PROBLEM TO SOLVE –
Each line that holds the string "false" counts once. Say how many such lines the entries have, giving the number only.

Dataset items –
[Start of Attachment]

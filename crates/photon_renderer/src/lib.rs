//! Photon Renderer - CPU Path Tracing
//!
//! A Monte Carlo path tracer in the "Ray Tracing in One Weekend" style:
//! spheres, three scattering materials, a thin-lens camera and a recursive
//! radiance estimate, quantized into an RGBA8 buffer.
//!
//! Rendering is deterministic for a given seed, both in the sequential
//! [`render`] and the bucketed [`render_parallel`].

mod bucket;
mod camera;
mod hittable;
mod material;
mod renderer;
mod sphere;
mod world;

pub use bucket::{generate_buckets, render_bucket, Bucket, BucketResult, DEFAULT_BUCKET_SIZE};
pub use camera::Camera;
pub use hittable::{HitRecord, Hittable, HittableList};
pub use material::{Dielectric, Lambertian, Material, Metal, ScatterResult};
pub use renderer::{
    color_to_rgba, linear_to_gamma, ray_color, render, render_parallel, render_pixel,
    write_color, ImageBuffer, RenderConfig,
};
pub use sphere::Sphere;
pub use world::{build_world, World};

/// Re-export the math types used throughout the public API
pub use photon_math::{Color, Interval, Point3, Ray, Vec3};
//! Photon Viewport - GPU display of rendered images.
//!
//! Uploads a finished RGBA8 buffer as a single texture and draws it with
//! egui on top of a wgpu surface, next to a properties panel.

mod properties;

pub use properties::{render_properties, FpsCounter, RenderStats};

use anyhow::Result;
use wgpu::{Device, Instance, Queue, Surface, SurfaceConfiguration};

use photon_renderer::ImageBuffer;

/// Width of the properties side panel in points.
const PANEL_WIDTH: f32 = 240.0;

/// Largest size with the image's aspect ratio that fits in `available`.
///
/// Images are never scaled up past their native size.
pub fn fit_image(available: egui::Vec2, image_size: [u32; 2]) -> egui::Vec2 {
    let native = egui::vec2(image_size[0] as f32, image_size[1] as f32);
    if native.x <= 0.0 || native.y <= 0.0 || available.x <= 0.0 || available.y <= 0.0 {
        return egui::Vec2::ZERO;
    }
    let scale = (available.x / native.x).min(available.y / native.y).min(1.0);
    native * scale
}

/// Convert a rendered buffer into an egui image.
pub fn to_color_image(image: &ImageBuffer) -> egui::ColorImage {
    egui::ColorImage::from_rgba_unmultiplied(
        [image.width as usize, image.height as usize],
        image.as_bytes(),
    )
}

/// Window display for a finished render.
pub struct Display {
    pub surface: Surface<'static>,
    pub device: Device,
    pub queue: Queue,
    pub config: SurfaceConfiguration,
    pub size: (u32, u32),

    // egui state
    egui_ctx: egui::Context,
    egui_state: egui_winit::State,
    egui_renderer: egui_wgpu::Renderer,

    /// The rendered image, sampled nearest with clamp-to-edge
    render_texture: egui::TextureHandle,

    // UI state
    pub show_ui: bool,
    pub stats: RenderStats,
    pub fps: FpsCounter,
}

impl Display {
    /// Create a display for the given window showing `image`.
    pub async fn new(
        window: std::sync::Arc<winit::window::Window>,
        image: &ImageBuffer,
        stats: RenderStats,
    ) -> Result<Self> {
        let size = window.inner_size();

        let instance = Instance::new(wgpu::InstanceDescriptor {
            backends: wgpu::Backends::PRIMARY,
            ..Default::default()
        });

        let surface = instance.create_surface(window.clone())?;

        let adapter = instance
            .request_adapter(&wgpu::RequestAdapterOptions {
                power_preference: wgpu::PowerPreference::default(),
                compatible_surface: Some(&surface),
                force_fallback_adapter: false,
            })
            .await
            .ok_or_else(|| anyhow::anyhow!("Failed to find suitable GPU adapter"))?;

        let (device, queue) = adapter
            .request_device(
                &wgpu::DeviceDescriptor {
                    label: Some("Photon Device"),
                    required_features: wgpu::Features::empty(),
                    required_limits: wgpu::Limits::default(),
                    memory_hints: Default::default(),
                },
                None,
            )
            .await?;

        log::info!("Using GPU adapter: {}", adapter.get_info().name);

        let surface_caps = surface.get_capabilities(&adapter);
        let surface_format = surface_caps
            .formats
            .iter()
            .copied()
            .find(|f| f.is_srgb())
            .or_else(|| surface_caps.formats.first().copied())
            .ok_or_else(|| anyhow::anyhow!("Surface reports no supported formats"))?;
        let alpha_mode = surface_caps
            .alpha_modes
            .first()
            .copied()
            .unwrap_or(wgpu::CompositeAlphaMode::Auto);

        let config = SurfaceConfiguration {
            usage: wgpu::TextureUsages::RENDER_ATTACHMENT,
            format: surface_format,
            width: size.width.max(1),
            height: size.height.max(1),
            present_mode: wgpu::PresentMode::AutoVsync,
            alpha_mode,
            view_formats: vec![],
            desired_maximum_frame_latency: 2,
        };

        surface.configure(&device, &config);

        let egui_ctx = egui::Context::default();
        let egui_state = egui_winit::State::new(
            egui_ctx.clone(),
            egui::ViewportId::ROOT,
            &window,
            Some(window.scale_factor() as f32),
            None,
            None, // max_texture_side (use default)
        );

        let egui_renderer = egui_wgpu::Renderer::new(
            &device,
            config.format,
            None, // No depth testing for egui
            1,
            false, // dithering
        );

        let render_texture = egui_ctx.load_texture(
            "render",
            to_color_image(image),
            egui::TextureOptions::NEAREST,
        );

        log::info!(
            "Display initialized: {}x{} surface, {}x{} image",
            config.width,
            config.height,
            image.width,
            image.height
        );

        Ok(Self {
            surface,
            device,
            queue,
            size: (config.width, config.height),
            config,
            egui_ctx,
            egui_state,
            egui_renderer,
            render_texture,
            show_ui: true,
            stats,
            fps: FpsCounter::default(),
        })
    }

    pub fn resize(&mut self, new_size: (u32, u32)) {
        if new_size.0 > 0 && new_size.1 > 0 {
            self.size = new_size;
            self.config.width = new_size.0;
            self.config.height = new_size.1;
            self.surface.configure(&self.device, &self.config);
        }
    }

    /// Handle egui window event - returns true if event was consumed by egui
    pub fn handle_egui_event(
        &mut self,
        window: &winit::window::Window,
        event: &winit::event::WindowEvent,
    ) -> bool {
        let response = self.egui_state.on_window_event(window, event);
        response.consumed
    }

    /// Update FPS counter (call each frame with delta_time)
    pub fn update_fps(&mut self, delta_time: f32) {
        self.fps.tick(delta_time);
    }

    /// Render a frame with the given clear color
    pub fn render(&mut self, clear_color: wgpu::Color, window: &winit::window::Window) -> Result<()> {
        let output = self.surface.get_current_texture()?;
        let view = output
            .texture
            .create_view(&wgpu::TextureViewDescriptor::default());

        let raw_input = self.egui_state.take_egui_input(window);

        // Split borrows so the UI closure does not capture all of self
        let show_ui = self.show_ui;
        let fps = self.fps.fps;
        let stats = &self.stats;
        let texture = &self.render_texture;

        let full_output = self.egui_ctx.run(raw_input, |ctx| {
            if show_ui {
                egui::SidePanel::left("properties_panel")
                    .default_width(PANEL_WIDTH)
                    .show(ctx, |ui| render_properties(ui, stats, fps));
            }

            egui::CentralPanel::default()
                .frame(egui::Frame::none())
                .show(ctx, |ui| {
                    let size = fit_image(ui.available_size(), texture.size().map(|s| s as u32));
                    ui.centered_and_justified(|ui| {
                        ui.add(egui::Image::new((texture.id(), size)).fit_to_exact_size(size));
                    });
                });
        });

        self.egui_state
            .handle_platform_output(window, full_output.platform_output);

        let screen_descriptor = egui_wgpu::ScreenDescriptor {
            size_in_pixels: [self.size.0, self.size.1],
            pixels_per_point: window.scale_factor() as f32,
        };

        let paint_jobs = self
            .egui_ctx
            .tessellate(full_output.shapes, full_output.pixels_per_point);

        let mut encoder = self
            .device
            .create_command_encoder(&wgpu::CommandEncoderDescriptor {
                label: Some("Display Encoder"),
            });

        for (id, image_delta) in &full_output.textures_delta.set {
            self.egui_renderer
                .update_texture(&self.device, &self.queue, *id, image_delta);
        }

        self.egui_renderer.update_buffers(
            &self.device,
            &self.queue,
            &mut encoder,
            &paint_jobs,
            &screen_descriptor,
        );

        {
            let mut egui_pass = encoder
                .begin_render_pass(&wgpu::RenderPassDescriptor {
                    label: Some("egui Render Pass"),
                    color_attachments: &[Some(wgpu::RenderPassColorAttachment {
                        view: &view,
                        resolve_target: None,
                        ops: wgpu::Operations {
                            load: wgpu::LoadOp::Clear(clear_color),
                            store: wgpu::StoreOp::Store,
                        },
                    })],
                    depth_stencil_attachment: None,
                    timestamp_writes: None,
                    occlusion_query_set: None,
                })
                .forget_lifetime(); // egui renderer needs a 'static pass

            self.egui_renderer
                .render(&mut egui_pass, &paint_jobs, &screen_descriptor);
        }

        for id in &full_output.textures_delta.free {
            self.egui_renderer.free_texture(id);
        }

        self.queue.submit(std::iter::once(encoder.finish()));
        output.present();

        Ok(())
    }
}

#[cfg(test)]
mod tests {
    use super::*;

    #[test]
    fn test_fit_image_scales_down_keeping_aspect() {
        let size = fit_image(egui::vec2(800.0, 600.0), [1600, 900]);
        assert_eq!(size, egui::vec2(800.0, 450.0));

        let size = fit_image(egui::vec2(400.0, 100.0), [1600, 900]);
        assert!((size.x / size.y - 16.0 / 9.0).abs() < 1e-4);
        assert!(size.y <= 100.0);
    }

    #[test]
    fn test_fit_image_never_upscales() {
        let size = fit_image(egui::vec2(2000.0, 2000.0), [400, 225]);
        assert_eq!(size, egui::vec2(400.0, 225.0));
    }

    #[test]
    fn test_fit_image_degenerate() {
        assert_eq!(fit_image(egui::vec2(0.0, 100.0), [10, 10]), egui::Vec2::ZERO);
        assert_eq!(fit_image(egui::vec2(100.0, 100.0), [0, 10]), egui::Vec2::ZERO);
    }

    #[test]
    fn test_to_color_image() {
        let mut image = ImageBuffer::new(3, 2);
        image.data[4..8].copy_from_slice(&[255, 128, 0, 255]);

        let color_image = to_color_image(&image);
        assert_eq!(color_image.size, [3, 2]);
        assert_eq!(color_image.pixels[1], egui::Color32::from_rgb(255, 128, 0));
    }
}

[End of Attachment]

EXPECTED ANSWER –
2